Dataset entries
↓

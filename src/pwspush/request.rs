// Pwspush - Push personal weather station readings to Weather Underground
//
// Copyright 2022 Nick Pillitteri
//
// This program is free software: you can redistribute it and/or modify
// it under the terms of the GNU General Public License as published by
// the Free Software Foundation, either version 3 of the License, or
// (at your option) any later version.
//
// This program is distributed in the hope that it will be useful,
// but WITHOUT ANY WARRANTY; without even the implied warranty of
// MERCHANTABILITY or FITNESS FOR A PARTICULAR PURPOSE.  See the
// GNU General Public License for more details.
//
// You should have received a copy of the GNU General Public License
// along with this program.  If not, see <http://www.gnu.org/licenses/>.
//

use crate::params::ReadingSet;
use crate::units::{celsius_to_fahrenheit, dewpoint_fahrenheit, hpa_to_inhg};
use chrono::{NaiveDateTime, Timelike, Utc};
use std::collections::BTreeMap;
use std::error::Error;
use std::fmt::{self, Debug, Formatter};

/// Base of every update request, parameters are appended as the query string.
pub const UPDATE_URL: &str = "http://weatherstation.wunderground.com/weatherstation/updateweatherstation.php?";

/// Layout of the `dateutc` parameter, also the layout of dates provided by callers.
pub const DATE_FORMAT: &str = "%Y-%m-%d %H:%M:%S";

const ACTION: &str = "updateraw";

/// Parameters accepted in celsius or hectopascals: the parameter they are sent
/// as and their value in the units the API expects.
fn convert_alias(key: &str, value: &str) -> Option<(&'static str, String)> {
    match key {
        "tempc" => Some(("tempf", celsius_to_fahrenheit(value))),
        "indoortempc" => Some(("indoortempf", celsius_to_fahrenheit(value))),
        "barohpa" => Some(("baromin", hpa_to_inhg(value))),
        _ => None,
    }
}

fn is_alias(key: &str) -> bool {
    matches!(key, "tempc" | "indoortempc" | "barohpa")
}

/// Credentials and settings of a station that are part of every update.
#[derive(Clone)]
pub struct Identity {
    pub(crate) id: String,
    pub(crate) password: String,
    pub(crate) software_type: String,
    pub(crate) calculate_dewpoint: bool,
}

impl Identity {
    pub fn new<S>(id: S, password: S, software_type: S, calculate_dewpoint: bool) -> Self
    where
        S: Into<String>,
    {
        Self {
            id: id.into(),
            password: password.into(),
            software_type: software_type.into(),
            calculate_dewpoint,
        }
    }
}

impl Debug for Identity {
    fn fmt(&self, f: &mut Formatter<'_>) -> fmt::Result {
        f.debug_struct("Identity")
            .field("id", &self.id)
            .field("password", &"<redacted>")
            .field("software_type", &self.software_type)
            .field("calculate_dewpoint", &self.calculate_dewpoint)
            .finish()
    }
}

/// Error parsing a date provided for an update
#[derive(Debug)]
pub enum DateFormatError {
    Parse(chrono::ParseError),
    Layout,
}

impl fmt::Display for DateFormatError {
    fn fmt(&self, f: &mut Formatter<'_>) -> fmt::Result {
        match self {
            DateFormatError::Parse(ref e) => write!(f, "{}", e),
            DateFormatError::Layout => write!(f, "date must be exactly YYYY-MM-DD HH:MM:SS"),
        }
    }
}

impl Error for DateFormatError {
    fn source(&self) -> Option<&(dyn Error + 'static)> {
        match self {
            DateFormatError::Parse(ref e) => Some(e),
            DateFormatError::Layout => None,
        }
    }
}

/// Use the provided date or the current UTC time if no date (or an empty date)
/// was provided.
///
/// Provided dates are assumed to already be UTC and must match `DATE_FORMAT`
/// exactly: zero padded fields, a single space between date and time, and no
/// leap seconds.
pub fn resolve_date(date: Option<&str>) -> Result<String, DateFormatError> {
    let d = match date.filter(|d| !d.is_empty()) {
        Some(d) => d,
        None => return Ok(Utc::now().format(DATE_FORMAT).to_string()),
    };

    let parsed = NaiveDateTime::parse_from_str(d, DATE_FORMAT).map_err(DateFormatError::Parse)?;
    // Leap seconds are represented as nanoseconds past one billion
    if parsed.nanosecond() >= 1_000_000_000 {
        return Err(DateFormatError::Layout);
    }

    // The parser accepts unpadded fields and extra whitespace, only take dates
    // that are already in their canonical form.
    let formatted = parsed.format(DATE_FORMAT).to_string();
    if formatted != d {
        return Err(DateFormatError::Layout);
    }

    Ok(formatted)
}

/// All parameters of a single update sent to the API.
#[derive(Clone, PartialEq, Eq)]
pub struct UpdateRequest {
    params: BTreeMap<String, String>,
}

impl UpdateRequest {
    /// Build the parameters for an update from station identity, readings, and
    /// a date already in `DATE_FORMAT`.
    ///
    /// Celsius and hectopascal aliases are converted to the units the API expects.
    /// A reading that is empty (or can't be converted) is left out. If both a
    /// parameter and an alias for it are present, the parameter wins.
    pub fn new(identity: &Identity, readings: &ReadingSet, date: &str) -> Self {
        let mut params = BTreeMap::new();
        params.insert("ID".to_owned(), identity.id.clone());
        params.insert("PASSWORD".to_owned(), identity.password.clone());
        params.insert("dateutc".to_owned(), date.to_owned());

        for (k, v) in readings.iter().filter(|(k, _)| !is_alias(k)) {
            if !v.is_empty() {
                params.insert(k.clone(), v.clone());
            }
        }

        for (k, v) in readings {
            if let Some((name, converted)) = convert_alias(k, v) {
                if !converted.is_empty() && !params.contains_key(name) {
                    params.insert(name.to_owned(), converted);
                }
            }
        }

        // Derived from whatever temperature ends up being sent so that celsius
        // readings are covered too. Replaces any dewpoint from the readings.
        if identity.calculate_dewpoint {
            if let (Some(t), Some(h)) = (params.get("tempf"), params.get("humidity")) {
                let dewpoint = dewpoint_fahrenheit(t, h);
                if !dewpoint.is_empty() {
                    params.insert("dewptf".to_owned(), dewpoint);
                }
            }
        }

        params.insert("softwaretype".to_owned(), identity.software_type.clone());
        params.insert("action".to_owned(), ACTION.to_owned());

        tracing::debug!(
            message = "built update request",
            id = %identity.id,
            num_params = params.len(),
            dateutc = %date,
        );

        Self { params }
    }

    /// Value of a single parameter of the request, if present.
    pub fn get(&self, key: &str) -> Option<&str> {
        self.params.get(key).map(String::as_str)
    }

    /// True if the request has a parameter named `key`.
    pub fn contains(&self, key: &str) -> bool {
        self.params.contains_key(key)
    }

    /// Number of parameters, including identity and fixed parameters.
    pub fn len(&self) -> usize {
        self.params.len()
    }

    /// True if the request has no parameters.
    pub fn is_empty(&self) -> bool {
        self.params.is_empty()
    }

    /// Encoded form of the request: the update endpoint followed by all parameters
    /// as a query string, ordered by name.
    pub fn url(&self) -> String {
        let query = form_urlencoded::Serializer::new(String::new())
            .extend_pairs(self.params.iter())
            .finish();

        format!("{}{}", UPDATE_URL, query)
    }
}

impl Debug for UpdateRequest {
    fn fmt(&self, f: &mut Formatter<'_>) -> fmt::Result {
        let mut map = f.debug_map();
        for (k, v) in self.params.iter() {
            if k == "PASSWORD" {
                map.entry(k, &"<redacted>");
            } else {
                map.entry(k, v);
            }
        }

        map.finish()
    }
}

#[cfg(test)]
mod test {
    use super::{resolve_date, DateFormatError, Identity, UpdateRequest, DATE_FORMAT, UPDATE_URL};
    use crate::params::ReadingSet;
    use chrono::{NaiveDateTime, Utc};

    const DATE: &str = "2022-03-14 15:09:26";

    fn identity(calculate_dewpoint: bool) -> Identity {
        Identity::new("KMABOSTO1", "hunter2", "pwspush-test", calculate_dewpoint)
    }

    fn readings(pairs: &[(&str, &str)]) -> ReadingSet {
        pairs.iter().map(|(k, v)| (k.to_string(), v.to_string())).collect()
    }

    #[test]
    fn test_identity_and_fixed_params() {
        let req = UpdateRequest::new(&identity(false), &ReadingSet::new(), DATE);

        assert_eq!(Some("KMABOSTO1"), req.get("ID"));
        assert_eq!(Some("hunter2"), req.get("PASSWORD"));
        assert_eq!(Some(DATE), req.get("dateutc"));
        assert_eq!(Some("pwspush-test"), req.get("softwaretype"));
        assert_eq!(Some("updateraw"), req.get("action"));
        assert_eq!(5, req.len());
    }

    #[test]
    fn test_passthrough_unchanged() {
        let r = readings(&[("tempf", "70.1"), ("winddir", "230"), ("AqPM2.5", "12"), ("weather", "+RA")]);
        let req = UpdateRequest::new(&identity(false), &r, DATE);

        assert_eq!(Some("70.1"), req.get("tempf"));
        assert_eq!(Some("230"), req.get("winddir"));
        assert_eq!(Some("12"), req.get("AqPM2.5"));
        assert_eq!(Some("+RA"), req.get("weather"));
    }

    #[test]
    fn test_celsius_alias_converted() {
        let r = readings(&[("tempc", "0"), ("indoortempc", "21.5")]);
        let req = UpdateRequest::new(&identity(false), &r, DATE);

        assert_eq!(Some("32.00"), req.get("tempf"));
        assert_eq!(Some("70.70"), req.get("indoortempf"));
        assert!(!req.contains("tempc"));
        assert!(!req.contains("indoortempc"));
    }

    #[test]
    fn test_pressure_alias_converted() {
        let r = readings(&[("barohpa", "1013.25")]);
        let req = UpdateRequest::new(&identity(false), &r, DATE);

        assert_eq!(Some("29.92"), req.get("baromin"));
        assert!(!req.contains("barohpa"));
    }

    #[test]
    fn test_unparseable_alias_omitted() {
        let r = readings(&[("tempc", "abc"), ("humidity", "50")]);
        let req = UpdateRequest::new(&identity(true), &r, DATE);

        assert!(!req.contains("tempf"));
        assert!(!req.contains("tempc"));
        assert!(!req.contains("dewptf"));
        assert_eq!(Some("50"), req.get("humidity"));
    }

    #[test]
    fn test_empty_value_omitted() {
        let r = readings(&[("rainin", ""), ("humidity", "50")]);
        let req = UpdateRequest::new(&identity(false), &r, DATE);

        assert!(!req.contains("rainin"));
        assert_eq!(Some("50"), req.get("humidity"));
    }

    #[test]
    fn test_native_parameter_wins_over_alias() {
        let r = readings(&[("tempc", "0"), ("tempf", "40.0")]);
        let req = UpdateRequest::new(&identity(false), &r, DATE);

        assert_eq!(Some("40.0"), req.get("tempf"));
    }

    #[test]
    fn test_dewpoint_from_converted_celsius() {
        let r = readings(&[("tempc", "0"), ("humidity", "50")]);
        let req = UpdateRequest::new(&identity(true), &r, DATE);

        assert_eq!(Some("32.00"), req.get("tempf"));
        assert_eq!(Some("15.44"), req.get("dewptf"));
    }

    #[test]
    fn test_dewpoint_overwrites_reading() {
        let r = readings(&[("tempf", "32.00"), ("humidity", "50"), ("dewptf", "99")]);
        let req = UpdateRequest::new(&identity(true), &r, DATE);

        assert_eq!(Some("15.44"), req.get("dewptf"));
    }

    #[test]
    fn test_dewpoint_disabled() {
        let r = readings(&[("tempf", "32.00"), ("humidity", "50")]);
        let req = UpdateRequest::new(&identity(false), &r, DATE);

        assert!(!req.contains("dewptf"));
    }

    #[test]
    fn test_dewpoint_requires_humidity() {
        let r = readings(&[("tempf", "32.00"), ("dewptf", "20.1")]);
        let req = UpdateRequest::new(&identity(true), &r, DATE);

        assert_eq!(Some("20.1"), req.get("dewptf"));
    }

    #[test]
    fn test_dewpoint_failure_keeps_reading() {
        let r = readings(&[("tempf", "32.00"), ("humidity", "damp"), ("dewptf", "20.1")]);
        let req = UpdateRequest::new(&identity(true), &r, DATE);

        assert_eq!(Some("20.1"), req.get("dewptf"));
    }

    #[test]
    fn test_url_encoding() {
        let r = readings(&[("tempf", "70.1"), ("weather", "+RA")]);
        let req = UpdateRequest::new(&identity(false), &r, DATE);

        assert_eq!(
            format!(
                "{}ID=KMABOSTO1&PASSWORD=hunter2&action=updateraw&dateutc=2022-03-14+15%3A09%3A26&softwaretype=pwspush-test&tempf=70.1&weather=%2BRA",
                UPDATE_URL
            ),
            req.url()
        );
    }

    #[test]
    fn test_debug_hides_password() {
        let req = UpdateRequest::new(&identity(false), &ReadingSet::new(), DATE);

        assert!(!format!("{:?}", req).contains("hunter2"));
        assert!(!format!("{:?}", identity(false)).contains("hunter2"));
    }

    #[test]
    fn test_resolve_date_provided() {
        assert_eq!(DATE, resolve_date(Some(DATE)).unwrap());
    }

    #[test]
    fn test_resolve_date_invalid() {
        assert!(resolve_date(Some("not-a-date")).is_err());
        assert!(resolve_date(Some("2022-03-14T15:09:26")).is_err());
        assert!(resolve_date(Some("2022-03-14 15:09:26Z")).is_err());
        assert!(resolve_date(Some("2022-13-14 15:09:26")).is_err());
    }

    #[test]
    fn test_resolve_date_not_strict_layout() {
        for date in [
            "2022-3-14 15:09:26",
            "2022-03-14 9:09:26",
            "2022-03-1415:09:26",
            "2022-03-14  15:09:26",
            "+2022-03-14 15:09:26",
            "2022-03-14 23:59:60",
        ] {
            match resolve_date(Some(date)) {
                Err(DateFormatError::Layout) => {}
                other => panic!("expected layout error for {:?}, got {:?}", date, other),
            }
        }
    }

    #[test]
    fn test_resolve_date_unparseable() {
        assert!(matches!(resolve_date(Some("not-a-date")), Err(DateFormatError::Parse(_))));
    }

    #[test]
    fn test_resolve_date_now() {
        let before = Utc::now().naive_utc() - chrono::Duration::seconds(1);
        let resolved = resolve_date(None).unwrap();
        let after = Utc::now().naive_utc();

        let parsed = NaiveDateTime::parse_from_str(&resolved, DATE_FORMAT).unwrap();
        assert!(parsed >= before && parsed <= after, "{} not near now", resolved);
        assert!(resolve_date(Some("")).is_ok());
    }
}
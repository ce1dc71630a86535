// Pwspush - Push personal weather station readings to Weather Underground
//
// Copyright 2022 Nick Pillitteri
//
// This program is free software: you can redistribute it and/or modify
// it under the terms of the GNU General Public License as published by
// the Free Software Foundation, either version 3 of the License, or
// (at your option) any later version.
//
// This program is distributed in the hope that it will be useful,
// but WITHOUT ANY WARRANTY; without even the implied warranty of
// MERCHANTABILITY or FITNESS FOR A PARTICULAR PURPOSE.  See the
// GNU General Public License for more details.
//
// You should have received a copy of the GNU General Public License
// along with this program.  If not, see <http://www.gnu.org/licenses/>.
//

use clap::Parser;
use hyper::service::{make_service_fn, service_fn};
use hyper::Server;
use prometheus::Registry;
use pwspush::http::{http_route, RequestContext};
use pwspush::metrics::{MetricsExposition, PushMetrics};
use pwspush::params::ReadingSet;
use pwspush::station::Station;
use pwspush::transport::{HyperTransport, Transport};
use serde::Deserialize;
use std::error::Error;
use std::net::SocketAddr;
use std::path::{Path, PathBuf};
use std::sync::Arc;
use std::time::Duration;
use std::{io, process};
use tokio::signal::unix::{self, SignalKind};
use tokio::task;
use tracing::{Instrument, Level};

const DEFAULT_SOFTWARE_TYPE: &str = concat!("pwspush/", env!("CARGO_PKG_VERSION"));
const DEFAULT_PUSH_SECS: u64 = 60;
const DEFAULT_TIMEOUT_SECS: u64 = 10;
const DEFAULT_LOG_LEVEL: Level = Level::INFO;
const DEFAULT_BIND_ADDR: ([u8; 4], u16) = ([127, 0, 0, 1], 9783);

/// Push personal weather station readings to Weather Underground
///
/// Read the current readings of a personal weather station from a JSON file at
/// an interval and send them to the Weather Underground update API. The file is
/// expected to be kept up to date by some other process reading the sensors of
/// the station.
///
/// Readings may use `tempc`, `indoortempc`, and `barohpa` for values in celsius and
/// hectopascals, these are converted before being sent. Prometheus metrics about
/// updates and pushes are exposed at `/metrics`.
#[derive(Debug, Parser)]
#[clap(name = "pwspush", version = clap::crate_version!())]
struct PwspushApplication {
    /// Weather Underground station ID
    #[clap(long)]
    station_id: String,

    /// Weather Underground station key (password)
    #[clap(long, env = "PWSPUSH_PASSWORD", hide_env_values = true)]
    password: String,

    /// Name of the software reported to Weather Underground with each update
    #[clap(long, default_value = DEFAULT_SOFTWARE_TYPE)]
    software_type: String,

    /// Compute the dewpoint from temperature and humidity readings and send it in
    /// place of any dewpoint reading
    #[clap(long)]
    calculate_dewpoint: bool,

    /// JSON file with current readings, re-read before each push
    #[clap(long)]
    readings: PathBuf,

    /// Push readings at this interval, in seconds
    #[clap(long, default_value_t = DEFAULT_PUSH_SECS)]
    push_secs: u64,

    /// Give up on a push after this many seconds
    #[clap(long, default_value_t = DEFAULT_TIMEOUT_SECS)]
    timeout_secs: u64,

    /// Push readings a single time and exit instead of pushing at an interval
    #[clap(long)]
    once: bool,

    /// Logging verbosity. Allowed values are 'trace', 'debug', 'info', 'warn', and 'error'
    /// (case insensitive)
    #[clap(long, default_value_t = DEFAULT_LOG_LEVEL)]
    log_level: Level,

    /// Address to bind to for exposing Prometheus metrics
    #[clap(long, default_value_t = DEFAULT_BIND_ADDR.into())]
    bind: SocketAddr,
}

/// Contents of the readings file
#[derive(Debug, Deserialize)]
struct ReadingsFile {
    /// Time of the readings, UTC, `YYYY-MM-DD HH:MM:SS`. Current time if missing.
    #[serde(default)]
    date: Option<String>,
    readings: ReadingSet,
}

async fn load_readings(path: &Path) -> Result<ReadingsFile, Box<dyn Error + Send + Sync>> {
    let bytes = tokio::fs::read(path).await?;
    Ok(serde_json::from_slice(&bytes)?)
}

/// Replace readings of the station with the contents of the readings file and push
/// them, recording the result of each step.
async fn push_cycle<T>(
    station: &Station,
    transport: &T,
    metrics: &PushMetrics,
    path: &Path,
) -> Result<String, Box<dyn Error + Send + Sync>>
where
    T: Transport,
{
    let file = load_readings(path).await?;

    let res = station.update_weather(file.readings);
    metrics.record_update(&res);
    res?;

    let res = station.push_update(transport, file.date.as_deref()).await;
    metrics.record_push(&res);
    Ok(res?)
}

#[tokio::main]
async fn main() -> Result<(), Box<dyn Error + Send + Sync>> {
    let opts = PwspushApplication::parse();
    tracing::subscriber::set_global_default(
        tracing_subscriber::FmtSubscriber::builder()
            .with_max_level(opts.log_level)
            .finish(),
    )
    .expect("failed to set tracing subscriber");

    if opts.push_secs == 0 {
        tracing::error!(message = "push interval must be at least one second", push_secs = opts.push_secs);
        process::exit(1);
    }

    let station = Arc::new(Station::new(
        opts.station_id.clone(),
        opts.password.clone(),
        opts.software_type.clone(),
        opts.calculate_dewpoint,
    ));
    let transport = HyperTransport::new(Duration::from_secs(opts.timeout_secs));

    let registry = Registry::new();
    #[cfg(target_os = "linux")]
    registry
        .register(Box::new(prometheus::process_collector::ProcessCollector::for_self()))
        .unwrap_or_else(|e| {
            tracing::error!(message = "failed to register process metric collector", error = %e);
            process::exit(1)
        });

    let metrics = PushMetrics::new(&registry).unwrap_or_else(|e| {
        tracing::error!(message = "failed to register push metrics", error = %e);
        process::exit(1)
    });

    if opts.once {
        return match push_cycle(&station, &transport, &metrics, &opts.readings).await {
            Ok(status) => {
                tracing::info!(message = "pushed station readings", station = %station.id(), status = %status);
                Ok(())
            }
            Err(e) => {
                tracing::error!(message = "failed to push station readings", path = %opts.readings.display(), error = %e);
                process::exit(1)
            }
        };
    }

    // Periodically read the readings file and push whatever it contains.
    let path = opts.readings.clone();
    let push_secs = opts.push_secs;
    let push_station = station.clone();
    task::spawn(async move {
        let mut interval = tokio::time::interval(Duration::from_secs(push_secs));

        loop {
            let _ = interval.tick().await;

            match push_cycle(&push_station, &transport, &metrics, &path)
                .instrument(tracing::span!(Level::DEBUG, "push_cycle"))
                .await
            {
                Ok(status) => {
                    tracing::info!(message = "pushed station readings", station = %push_station.id(), status = %status)
                }
                Err(e) => {
                    tracing::error!(message = "failed to push station readings", path = %path.display(), error = %e)
                }
            }
        }
    });

    let context = Arc::new(RequestContext::new(MetricsExposition::new(registry)));
    let service = make_service_fn(move |_| {
        let context = context.clone();

        async move {
            Ok::<_, hyper::Error>(service_fn(move |req| {
                http_route(req, context.clone()).instrument(tracing::span!(Level::DEBUG, "pwspush_request"))
            }))
        }
    });

    let server = Server::try_bind(&opts.bind).unwrap_or_else(|e| {
        tracing::error!(message = "error starting server", address = %opts.bind, err = %e);
        process::exit(1)
    });

    tracing::info!(
        message = "starting server",
        address = %opts.bind,
        station = %station,
        push_secs = opts.push_secs,
    );

    server
        .serve(service)
        .with_graceful_shutdown(async {
            // Wait for either SIGTERM or SIGINT to shutdown
            tokio::select! {
                _ = sigterm() => {}
                _ = sigint() => {}
            }
        })
        .await?;

    tracing::info!("server shutdown");
    Ok(())
}

/// Return after the first SIGTERM signal received by this process
async fn sigterm() -> io::Result<()> {
    unix::signal(SignalKind::terminate())?.recv().await;
    Ok(())
}

/// Return after the first SIGINT signal received by this process
async fn sigint() -> io::Result<()> {
    tokio::signal::ctrl_c().await
}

↑

→ What is being asked
Your answer should consist of copies of the lines above that include the string "SignalKind".

→ Answer
use tokio::signal::unix::{self, SignalKind};
    unix::signal(SignalKind::terminate())?.recv().await;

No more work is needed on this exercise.